Amnesty International Australia’s monthly givers, ‘Human Rights Defenders’ are an interesting case in point. Supporters are often asked to take online actions or send letters and emails to governments, ministers and ambassadors on a wide range of subjects such as the release of political prisoners or calling for a human rights act. But it’s not unique to their Human Rights Defenders. Amnesty wants all their supporters to do that.

Mix and Match 

You can also improve the financial performance of your monthly giving program with good old fashioned testing, tinkering, and trial by error. Start by deconstructing the whole concept of a “cash ask” and a “monthly ask”, and then re-mix them together until you find a combination that works better for you. Experiment with:

Testing the monthly giving amount – not everyone can acquire donors at $50 a month like World Vision does, god bless ‘em. Nevertheless, a “measly” $15 a month donor is still worth $180 per year. Even when you factor in attrition, it’s still a lot more money than a typical cash gift of around $40. Do some tests and weigh up the trade offs.

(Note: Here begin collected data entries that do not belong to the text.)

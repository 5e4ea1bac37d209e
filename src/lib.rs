//! Canteen client: session handling and page data for the cafeteria web app.
//!
//! SYSTEM CONTEXT
//! ==============
//! The backend issues JWT access/refresh tokens and serves JSON under `/api`.
//! This crate keeps the client side of that contract:
//!
//! - `session` / `storage`: the three persisted slots (access token, refresh
//!   token, user profile) behind a pluggable backend.
//! - `auth`: login, logout and token refresh.
//! - `dispatch`: authenticated calls with one-shot refresh-and-retry on 401.
//! - `pages`: dashboard and menu loaders plus their HTML renderers.
//!
//! The same code runs natively (`native`: `reqwest`, file-backed session; used
//! by the `canteen` CLI) and in the browser (`hydrate`: `gloo-net`,
//! `localStorage`). Neither is on by default.

pub mod auth;
pub mod config;
pub mod dispatch;
pub mod error;
pub mod models;
pub mod navigation;
pub mod pages;
pub mod session;
pub mod storage;
pub mod transport;

#[cfg(feature = "hydrate")]
pub mod web;

#[cfg(test)]
mod testing;

pub use auth::SessionManager;
pub use dispatch::Dispatcher;
pub use error::{ApiError, ConfigError, TransportError};
pub use navigation::Navigator;
pub use session::{Role, Session, SessionStore, UserProfile};
pub use storage::Storage;
pub use transport::{ApiRequest, ApiResponse, HttpTransport, Method, RequestOptions};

Asking for a Monthly Gift and Cash – give donors the option. The cash contributions subsidise the cost of the monthly donors. Test the asking strings of both asks. How much you ask for per month can affect the cash response rate, and vice versa.

Developing a strong Conversion to Regular Giving program – Not every charity can acquire monthly donors on the very first ask. Many programs are more geared to cash giving, by the nature of their work. The Red Cross is a great example. Consider developing a strong conversion to regular giving program, using telemarketing, direct mail, email and other methods. Experiment and find the right combination for you.

There are many ways you can mix yourself a successful regular giving program. Be true to yourself first and foremost. Don’t blindly ape the competition or try to be something you’re not. Find the way that works best for you. Create your very own special recipe!